=== WHAT YOU HAVE TO DO ===
Find the count of lines in the material below that include the word "SyncConfig". State nothing but that number.

--- RECORDS FOR THE EXERCISE Enclosed Below ---

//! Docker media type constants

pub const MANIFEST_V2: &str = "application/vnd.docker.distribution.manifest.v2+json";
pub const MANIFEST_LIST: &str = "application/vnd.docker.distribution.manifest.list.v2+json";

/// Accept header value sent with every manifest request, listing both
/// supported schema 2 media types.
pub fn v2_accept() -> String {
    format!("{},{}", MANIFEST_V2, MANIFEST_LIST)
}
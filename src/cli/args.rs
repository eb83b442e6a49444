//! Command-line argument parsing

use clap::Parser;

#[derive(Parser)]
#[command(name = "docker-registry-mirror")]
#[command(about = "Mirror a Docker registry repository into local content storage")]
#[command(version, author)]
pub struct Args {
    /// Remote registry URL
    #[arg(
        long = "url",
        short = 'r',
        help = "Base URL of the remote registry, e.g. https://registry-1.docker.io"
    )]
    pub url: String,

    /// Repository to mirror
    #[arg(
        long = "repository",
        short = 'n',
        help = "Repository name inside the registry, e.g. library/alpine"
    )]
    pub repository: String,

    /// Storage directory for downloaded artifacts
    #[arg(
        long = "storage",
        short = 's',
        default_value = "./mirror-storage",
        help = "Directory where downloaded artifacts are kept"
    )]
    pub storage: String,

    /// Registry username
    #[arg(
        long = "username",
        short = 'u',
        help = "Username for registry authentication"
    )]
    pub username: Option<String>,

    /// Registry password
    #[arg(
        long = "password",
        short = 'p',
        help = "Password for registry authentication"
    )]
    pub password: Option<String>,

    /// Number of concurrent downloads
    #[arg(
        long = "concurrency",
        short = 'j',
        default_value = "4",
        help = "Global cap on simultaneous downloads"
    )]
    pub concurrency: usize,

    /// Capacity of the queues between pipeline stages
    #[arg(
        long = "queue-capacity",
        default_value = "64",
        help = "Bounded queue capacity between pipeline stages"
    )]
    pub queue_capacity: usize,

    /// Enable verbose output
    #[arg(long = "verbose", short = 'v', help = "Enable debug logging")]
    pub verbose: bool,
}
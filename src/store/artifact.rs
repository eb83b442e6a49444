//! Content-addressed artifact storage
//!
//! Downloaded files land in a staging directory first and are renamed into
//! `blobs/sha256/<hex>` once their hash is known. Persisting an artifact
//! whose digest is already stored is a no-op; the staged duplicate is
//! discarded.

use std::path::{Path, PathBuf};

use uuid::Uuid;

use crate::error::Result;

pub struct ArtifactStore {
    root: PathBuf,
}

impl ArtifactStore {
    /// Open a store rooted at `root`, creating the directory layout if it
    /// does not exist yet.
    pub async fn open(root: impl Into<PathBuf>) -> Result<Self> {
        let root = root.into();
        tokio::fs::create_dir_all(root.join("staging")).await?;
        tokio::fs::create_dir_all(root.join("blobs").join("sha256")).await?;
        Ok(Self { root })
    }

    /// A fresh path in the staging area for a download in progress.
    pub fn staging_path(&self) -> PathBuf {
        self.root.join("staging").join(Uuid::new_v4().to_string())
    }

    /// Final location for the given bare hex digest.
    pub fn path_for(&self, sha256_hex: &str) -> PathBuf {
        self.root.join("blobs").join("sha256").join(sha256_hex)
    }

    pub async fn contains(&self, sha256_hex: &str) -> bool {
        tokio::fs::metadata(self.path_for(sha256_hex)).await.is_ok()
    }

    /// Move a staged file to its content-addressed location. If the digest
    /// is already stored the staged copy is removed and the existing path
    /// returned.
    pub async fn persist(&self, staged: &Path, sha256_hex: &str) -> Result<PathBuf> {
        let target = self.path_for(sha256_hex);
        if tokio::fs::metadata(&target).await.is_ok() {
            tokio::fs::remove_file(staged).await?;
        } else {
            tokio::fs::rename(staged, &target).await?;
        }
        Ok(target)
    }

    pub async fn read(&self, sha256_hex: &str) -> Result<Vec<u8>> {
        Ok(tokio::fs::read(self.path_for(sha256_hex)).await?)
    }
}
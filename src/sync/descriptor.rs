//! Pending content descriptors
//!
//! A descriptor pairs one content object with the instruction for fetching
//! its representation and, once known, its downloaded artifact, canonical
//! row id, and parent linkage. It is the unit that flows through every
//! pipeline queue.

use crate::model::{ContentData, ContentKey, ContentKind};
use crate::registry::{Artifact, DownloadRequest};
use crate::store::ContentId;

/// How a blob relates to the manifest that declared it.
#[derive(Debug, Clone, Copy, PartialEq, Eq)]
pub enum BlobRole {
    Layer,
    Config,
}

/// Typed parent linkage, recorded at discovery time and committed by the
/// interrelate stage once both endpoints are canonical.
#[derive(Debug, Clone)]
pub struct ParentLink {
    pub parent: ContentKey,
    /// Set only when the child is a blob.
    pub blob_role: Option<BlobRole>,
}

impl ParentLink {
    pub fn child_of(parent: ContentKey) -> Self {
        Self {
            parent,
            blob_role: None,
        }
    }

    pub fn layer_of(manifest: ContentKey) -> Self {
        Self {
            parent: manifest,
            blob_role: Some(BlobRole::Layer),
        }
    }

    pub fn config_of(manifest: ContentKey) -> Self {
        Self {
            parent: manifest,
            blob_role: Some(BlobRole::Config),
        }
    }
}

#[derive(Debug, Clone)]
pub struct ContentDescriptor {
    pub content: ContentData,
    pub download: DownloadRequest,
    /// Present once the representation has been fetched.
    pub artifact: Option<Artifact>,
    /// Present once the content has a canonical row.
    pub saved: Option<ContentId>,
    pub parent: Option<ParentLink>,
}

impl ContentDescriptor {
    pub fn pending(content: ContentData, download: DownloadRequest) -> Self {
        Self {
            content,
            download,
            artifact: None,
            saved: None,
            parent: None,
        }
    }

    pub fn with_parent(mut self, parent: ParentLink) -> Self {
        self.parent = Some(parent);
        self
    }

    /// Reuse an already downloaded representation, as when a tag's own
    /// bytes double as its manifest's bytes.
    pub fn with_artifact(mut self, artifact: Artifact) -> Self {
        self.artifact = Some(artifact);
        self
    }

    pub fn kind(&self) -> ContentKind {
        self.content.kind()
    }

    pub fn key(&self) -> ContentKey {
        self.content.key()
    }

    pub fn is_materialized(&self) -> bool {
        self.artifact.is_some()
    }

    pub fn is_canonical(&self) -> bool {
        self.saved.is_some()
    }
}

--- End of Enclosed RECORDS FOR THE EXERCISE ---
--- RECORDS FOR THE EXERCISE Enclosed Below ---

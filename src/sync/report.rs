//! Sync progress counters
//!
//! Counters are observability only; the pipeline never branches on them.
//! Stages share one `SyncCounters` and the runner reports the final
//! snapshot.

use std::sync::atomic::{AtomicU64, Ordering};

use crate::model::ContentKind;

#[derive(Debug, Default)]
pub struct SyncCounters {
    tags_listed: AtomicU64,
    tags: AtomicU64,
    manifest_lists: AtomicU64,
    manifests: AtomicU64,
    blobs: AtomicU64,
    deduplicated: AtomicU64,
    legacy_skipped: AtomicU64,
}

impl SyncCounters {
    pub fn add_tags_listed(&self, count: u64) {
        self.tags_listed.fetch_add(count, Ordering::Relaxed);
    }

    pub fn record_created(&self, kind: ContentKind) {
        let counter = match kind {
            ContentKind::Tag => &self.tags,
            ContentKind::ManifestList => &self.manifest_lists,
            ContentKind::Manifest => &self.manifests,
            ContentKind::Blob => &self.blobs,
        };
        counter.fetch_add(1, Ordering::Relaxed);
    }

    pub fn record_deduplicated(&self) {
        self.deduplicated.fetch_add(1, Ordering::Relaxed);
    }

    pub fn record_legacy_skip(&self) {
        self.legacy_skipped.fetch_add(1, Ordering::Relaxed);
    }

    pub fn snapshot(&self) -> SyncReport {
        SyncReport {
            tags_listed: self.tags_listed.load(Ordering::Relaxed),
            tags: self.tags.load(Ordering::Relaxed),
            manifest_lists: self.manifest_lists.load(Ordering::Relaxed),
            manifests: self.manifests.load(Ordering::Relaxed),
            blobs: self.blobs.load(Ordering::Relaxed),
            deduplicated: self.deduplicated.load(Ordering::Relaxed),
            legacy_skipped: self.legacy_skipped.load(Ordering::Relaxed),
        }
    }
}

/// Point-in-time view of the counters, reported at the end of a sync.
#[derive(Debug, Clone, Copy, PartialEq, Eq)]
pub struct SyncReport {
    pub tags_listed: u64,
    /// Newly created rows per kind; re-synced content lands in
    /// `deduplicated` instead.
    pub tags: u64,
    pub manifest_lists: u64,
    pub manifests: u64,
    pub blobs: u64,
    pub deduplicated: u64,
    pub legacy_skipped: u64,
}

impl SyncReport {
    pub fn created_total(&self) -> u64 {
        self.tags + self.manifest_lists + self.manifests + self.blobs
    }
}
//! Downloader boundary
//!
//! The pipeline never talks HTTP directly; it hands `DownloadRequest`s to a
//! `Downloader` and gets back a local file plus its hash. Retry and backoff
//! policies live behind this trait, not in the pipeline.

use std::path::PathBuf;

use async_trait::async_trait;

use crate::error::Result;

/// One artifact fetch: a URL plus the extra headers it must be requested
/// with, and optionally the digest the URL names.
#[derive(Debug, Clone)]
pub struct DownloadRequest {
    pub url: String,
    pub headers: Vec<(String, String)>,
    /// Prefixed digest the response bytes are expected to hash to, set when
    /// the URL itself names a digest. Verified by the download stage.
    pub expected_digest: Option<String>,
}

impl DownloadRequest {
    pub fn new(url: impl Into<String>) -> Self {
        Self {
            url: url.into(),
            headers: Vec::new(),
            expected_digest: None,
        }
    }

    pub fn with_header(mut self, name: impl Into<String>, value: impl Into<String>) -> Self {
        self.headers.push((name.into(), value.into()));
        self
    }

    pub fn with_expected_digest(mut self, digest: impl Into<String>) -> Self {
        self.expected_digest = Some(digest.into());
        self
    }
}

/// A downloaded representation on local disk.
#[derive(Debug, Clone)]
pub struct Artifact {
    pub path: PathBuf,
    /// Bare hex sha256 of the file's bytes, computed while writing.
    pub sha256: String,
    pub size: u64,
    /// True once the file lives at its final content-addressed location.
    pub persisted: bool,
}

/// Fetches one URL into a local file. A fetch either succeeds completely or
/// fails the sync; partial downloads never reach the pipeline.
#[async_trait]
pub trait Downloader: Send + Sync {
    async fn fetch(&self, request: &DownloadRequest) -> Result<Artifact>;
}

--- End of Enclosed RECORDS FOR THE EXERCISE ---
--- RECORDS FOR THE EXERCISE Enclosed Below ---

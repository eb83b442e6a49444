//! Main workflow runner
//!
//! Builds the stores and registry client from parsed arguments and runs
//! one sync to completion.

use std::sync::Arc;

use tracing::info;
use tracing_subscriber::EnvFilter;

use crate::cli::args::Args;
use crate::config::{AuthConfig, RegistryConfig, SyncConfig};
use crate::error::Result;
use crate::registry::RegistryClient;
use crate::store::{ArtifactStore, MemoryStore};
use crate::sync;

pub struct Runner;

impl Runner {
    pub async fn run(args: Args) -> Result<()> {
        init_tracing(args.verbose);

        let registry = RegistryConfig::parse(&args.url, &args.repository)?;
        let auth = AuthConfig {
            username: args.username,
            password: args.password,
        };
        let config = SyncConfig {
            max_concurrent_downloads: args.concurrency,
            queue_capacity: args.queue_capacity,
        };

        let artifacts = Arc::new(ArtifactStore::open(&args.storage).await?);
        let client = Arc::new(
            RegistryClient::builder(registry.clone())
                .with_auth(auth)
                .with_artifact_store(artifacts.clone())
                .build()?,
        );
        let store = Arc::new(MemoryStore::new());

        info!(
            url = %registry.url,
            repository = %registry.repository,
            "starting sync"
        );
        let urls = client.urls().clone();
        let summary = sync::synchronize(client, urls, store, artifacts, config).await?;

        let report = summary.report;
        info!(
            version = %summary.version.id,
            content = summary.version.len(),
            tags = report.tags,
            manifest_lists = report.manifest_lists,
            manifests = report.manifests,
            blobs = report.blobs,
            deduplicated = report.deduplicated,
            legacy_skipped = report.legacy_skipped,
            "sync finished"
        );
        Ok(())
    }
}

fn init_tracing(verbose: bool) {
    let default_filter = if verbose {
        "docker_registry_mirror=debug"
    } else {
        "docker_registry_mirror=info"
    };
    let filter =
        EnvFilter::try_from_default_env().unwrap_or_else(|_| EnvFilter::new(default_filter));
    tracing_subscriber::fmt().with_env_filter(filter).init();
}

--- End of Enclosed RECORDS FOR THE EXERCISE ---

=== EXERCISE ANSWER ===
2